▶ _PROMPT_: Produce a copy of every line in the records that holds the string "DbErr".

--- DATA Enclosed Below ---

#[async_trait::async_trait]
impl MigrationTrait for Migration {
    async fn up(&self, manager: &SchemaManager) -> Result<(), DbErr> {
        let schema = Schema::new(DbBackend::Postgres);

        manager.create_type(schema.create_enum_from_active_enum::<RoleType>()).await?;
        manager.create_type(schema.create_enum_from_active_enum::<AdvanceStatus>()).await?;
        manager.create_type(schema.create_enum_from_active_enum::<DeductionStatus>()).await?;
        manager.create_type(schema.create_enum_from_active_enum::<SalaryStatus>()).await?;

        manager
            .create_table(default_table_statement()
                .table(Team::Table)
                .col(ColumnDef::new(Team::Name)
                    .text()
                    .unique_key()
                    .not_null())
                .take()
            ).await?;

        manager
            .create_table(default_table_statement()
                .table(User::Table)
                .col(ColumnDef::new(User::Username)
                    .text()
                    .unique_key()
                    .not_null())
                .col(ColumnDef::new(User::Role)
                    .custom(RoleType::name())
                    .not_null())
                .col(money(User::GrossSalary))
                .col(ColumnDef::new(User::TeamId)
                    .uuid()
                    .null())
                .col(ColumnDef::new(User::IsActive)
                    .boolean()
                    .not_null()
                    .default(true))
                .col(ColumnDef::new(User::DeletedAt)
                    .timestamp_with_time_zone()
                    .null())
                .take()
            ).await?;

        manager.create_foreign_key(ForeignKeyCreateStatement::new()
            .from(User::Table, User::TeamId)
            .to(Team::Table, DefaultColumn::Id)
            .on_delete(ForeignKeyAction::SetNull)
            .take()
        ).await?;

        manager
            .create_table(default_table_statement()
                .table(Customer::Table)
                .col(ColumnDef::new(Customer::Name)
                    .text()
                    .not_null())
                .col(percent_override(Customer::TicketPenaltyPercent))
                .col(percent_override(Customer::GroupMissPenaltyPercent))
                .col(percent_override(Customer::GroupPartialPenaltyPercent))
                .take()
            ).await?;

        manager
            .create_table(default_table_statement()
                .table(Setting::Table)
                .col(ColumnDef::new(Setting::Key)
                    .text()
                    .unique_key()
                    .not_null())
                .col(ColumnDef::new(Setting::Value)
                    .text()
                    .null())
                .take()
            ).await?;

        manager
            .create_table(default_user_table_statement()
                .table(MonthlyTicketTotal::Table)
                .col(ColumnDef::new(Period::Month).integer().not_null())
                .col(ColumnDef::new(Period::Year).integer().not_null())
                .col(ColumnDef::new(MonthlyTicketTotal::TotalTickets)
                    .integer()
                    .not_null()
                    .default(0))
                .take()
            ).await?;
        setup_user_fk!(manager, MonthlyTicketTotal::Table);
        manager.create_index(unique_index("uq_monthly_ticket_total_period", MonthlyTicketTotal::Table)
            .col(Period::Month)
            .col(Period::Year)
            .take()
        ).await?;

        manager
            .create_table(default_user_table_statement()
                .table(StaffTicketCount::Table)
                .col(ColumnDef::new(Owned::UserId).uuid().not_null())
                .col(ColumnDef::new(Period::Month).integer().not_null())
                .col(ColumnDef::new(Period::Year).integer().not_null())
                .col(ColumnDef::new(StaffTicketCount::TicketCount)
                    .integer()
                    .not_null()
                    .default(0))
                .take()
            ).await?;
        setup_user_fk!(manager, StaffTicketCount::Table, Owned::UserId);
        manager.create_index(unique_index("uq_staff_ticket_count_user_period", StaffTicketCount::Table)
            .col(Owned::UserId)
            .col(Period::Month)
            .col(Period::Year)
            .take()
        ).await?;

        manager
            .create_table(default_user_table_statement()
                .table(DailyProgress::Table)
                .col(ColumnDef::new(Owned::UserId).uuid().not_null())
                .col(ColumnDef::new(DailyProgress::Date).date().not_null())
                .col(ColumnDef::new(DailyProgress::TicketsMissed)
                    .integer()
                    .not_null()
                    .default(0))
                .col(ColumnDef::new(DailyProgress::GroupsStatus)
                    .json_binary()
                    .not_null()
                    .default(Expr::cust("'[]'::jsonb")))
                .col(ColumnDef::new(DailyProgress::IsMissed)
                    .boolean()
                    .not_null()
                    .default(false))
                .col(ColumnDef::new(DailyProgress::IsOvertime)
                    .boolean()
                    .not_null()
                    .default(false))
                .col(ColumnDef::new(DailyProgress::ProgressPercent)
                    .decimal_len(6, 2)
                    .not_null()
                    .default(0))
                .col(ColumnDef::new(DailyProgress::Notes).text().null())
                .col(ColumnDef::new(DailyProgress::CustomerId).uuid().null())
                .check(Expr::cust("NOT (is_missed AND is_overtime)"))
                .take()
            ).await?;
        setup_user_fk!(manager, DailyProgress::Table, Owned::UserId);
        manager.create_foreign_key(ForeignKeyCreateStatement::new()
            .from(DailyProgress::Table, DailyProgress::CustomerId)
            .to(Customer::Table, DefaultColumn::Id)
            .on_delete(ForeignKeyAction::SetNull)
            .take()
        ).await?;
        manager.create_index(unique_index("uq_daily_progress_user_date", DailyProgress::Table)
            .col(Owned::UserId)
            .col(DailyProgress::Date)
            .take()
        ).await?;

        manager
            .create_table(default_user_table_statement()
                .table(AdvanceRequest::Table)
                .col(ColumnDef::new(Owned::UserId).uuid().not_null())
                .col(money(AdvanceRequest::Amount))
                .col(ColumnDef::new(AdvanceRequest::Reason).text().not_null())
                .col(ColumnDef::new(AdvanceRequest::Status)
                    .custom(AdvanceStatus::name())
                    .not_null())
                .col(ColumnDef::new(AdvanceRequest::ApprovedBy).uuid().null())
                .col(ColumnDef::new(AdvanceRequest::ApprovedAt)
                    .timestamp_with_time_zone()
                    .null())
                .take()
            ).await?;
        setup_user_fk!(manager, AdvanceRequest::Table, Owned::UserId);

        manager
            .create_table(default_table_statement()
                .table(AdvanceAutoDeduction::Table)
                .col(ColumnDef::new(Owned::UserId).uuid().not_null())
                .col(money(AdvanceAutoDeduction::TotalAdvance))
                .col(money(AdvanceAutoDeduction::MonthlyDeduction))
                .col(money(AdvanceAutoDeduction::RemainingDue))
                .col(ColumnDef::new(AdvanceAutoDeduction::Status)
                    .custom(DeductionStatus::name())
                    .not_null())
                .take()
            ).await?;
        manager.create_foreign_key(ForeignKeyCreateStatement::new()
            .from(AdvanceAutoDeduction::Table, Owned::UserId)
            .to(User::Table, DefaultColumn::Id)
            .on_delete(ForeignKeyAction::Cascade)
            .take()
        ).await?;

        manager
            .create_table(default_table_statement()
                .table(SalaryHistory::Table)
                .col(ColumnDef::new(Owned::UserId).uuid().not_null())
                .col(ColumnDef::new(Period::Month).integer().not_null())
                .col(ColumnDef::new(Period::Year).integer().not_null())
                .col(money(SalaryHistory::GrossSalary))
                .col(money(SalaryHistory::ProfitFund))
                .col(ColumnDef::new(SalaryHistory::MonthlyProgress)
                    .decimal_len(7, 2)
                    .not_null()
                    .default(0))
                .col(money(SalaryHistory::PayableBeforeAdvance))
                .col(money(SalaryHistory::AdvancesDeducted))
                .col(money(SalaryHistory::NetPayable))
                .col(ColumnDef::new(SalaryHistory::Status)
                    .custom(SalaryStatus::name())
                    .not_null())
                .take()
            ).await?;
        manager.create_foreign_key(ForeignKeyCreateStatement::new()
            .from(SalaryHistory::Table, Owned::UserId)
            .to(User::Table, DefaultColumn::Id)
            .on_delete(ForeignKeyAction::Cascade)
            .take()
        ).await?;
        manager.create_index(unique_index("uq_salary_history_user_period", SalaryHistory::Table)
            .col(Owned::UserId)
            .col(Period::Month)
            .col(Period::Year)
            .take()
        ).await?;

        manager
            .create_table(default_table_statement()
                .table(ProfitFund::Table)
                .col(ColumnDef::new(Owned::UserId).uuid().not_null())
                .col(ColumnDef::new(Period::Month).integer().not_null())
                .col(ColumnDef::new(Period::Year).integer().not_null())
                .col(money(ProfitFund::Amount))
                .take()
            ).await?;
        manager.create_foreign_key(ForeignKeyCreateStatement::new()
            .from(ProfitFund::Table, Owned::UserId)
            .to(User::Table, DefaultColumn::Id)
            .on_delete(ForeignKeyAction::Cascade)
            .take()
        ).await?;
        manager.create_index(unique_index("uq_profit_fund_user_period", ProfitFund::Table)
            .col(Owned::UserId)
            .col(Period::Month)
            .col(Period::Year)
            .take()
        ).await?;

        manager
            .create_table(default_table_statement()
                .table(PayrollRunLog::Table)
                .col(ColumnDef::new(Period::Month).integer().not_null())
                .col(ColumnDef::new(Period::Year).integer().not_null())
                .col(ColumnDef::new(PayrollRunLog::Processed)
                    .integer()
                    .not_null()
                    .default(0))
                .col(money(PayrollRunLog::TotalSalaryCost))
                .col(money(PayrollRunLog::TotalProfitFund))
                .col(ColumnDef::new(PayrollRunLog::Trigger).text().not_null())
                .col(ColumnDef::new(PayrollRunLog::RunBy).uuid().null())
                .take()
            ).await?;
        manager.create_index(unique_index("uq_payroll_run_log_period", PayrollRunLog::Table)
            .col(Period::Month)
            .col(Period::Year)
            .take()
        ).await?;

        manager
            .create_table(default_table_statement()
                .table(AuditLog::Table)
                .col(ColumnDef::new(AuditLog::ActorId).uuid().null())
                .col(ColumnDef::new(AuditLog::Action).text().not_null())
                .col(ColumnDef::new(AuditLog::Resource).text().not_null())
                .col(ColumnDef::new(AuditLog::ResourceId).uuid().null())
                .col(ColumnDef::new(AuditLog::Details).json_binary().not_null())
                .take()
            ).await?;

        manager
            .create_table(default_table_statement()
                .table(Notification::Table)
                .col(ColumnDef::new(Owned::UserId).uuid().not_null())
                .col(ColumnDef::new(Notification::Kind).text().not_null())
                .col(ColumnDef::new(Notification::Title).text().not_null())
                .col(ColumnDef::new(Notification::Message).text().not_null())
                .col(ColumnDef::new(Notification::Link).text().null())
                .col(ColumnDef::new(Notification::IsRead)
                    .boolean()
                    .not_null()
                    .default(false))
                .take()
            ).await?;
        manager.create_foreign_key(ForeignKeyCreateStatement::new()
            .from(Notification::Table, Owned::UserId)
            .to(User::Table, DefaultColumn::Id)
            .on_delete(ForeignKeyAction::Cascade)
            .take()
        ).await?;

        Ok(())
    }

    async fn down(&self, manager: &SchemaManager) -> Result<(), DbErr> {
        let tables = [
            Notification::Table.into_iden(),
            AuditLog::Table.into_iden(),
            PayrollRunLog::Table.into_iden(),
            ProfitFund::Table.into_iden(),
            SalaryHistory::Table.into_iden(),
            AdvanceAutoDeduction::Table.into_iden(),
            AdvanceRequest::Table.into_iden(),
            DailyProgress::Table.into_iden(),
            StaffTicketCount::Table.into_iden(),
            MonthlyTicketTotal::Table.into_iden(),
            Setting::Table.into_iden(),
            Customer::Table.into_iden(),
            User::Table.into_iden(),
            Team::Table.into_iden(),
        ];

        for table in tables {
            manager
                .drop_table(TableDropStatement::new()
                    .table(table)
                    .if_exists()
                    .take()
                ).await?;
        }

        for name in [RoleType::name(), AdvanceStatus::name(), DeductionStatus::name(), SalaryStatus::name()] {
            manager
                .drop_type(TypeDropStatement::new()
                    .name(name)
                    .if_exists()
                    .to_owned()
                ).await?;
        }

        Ok(())
    }
}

--- End of Enclosed DATA ---

▶ _RESULT OF THE TASK_:
    async fn up(&self, manager: &SchemaManager) -> Result<(), DbErr> {
    async fn down(&self, manager: &SchemaManager) -> Result<(), DbErr> {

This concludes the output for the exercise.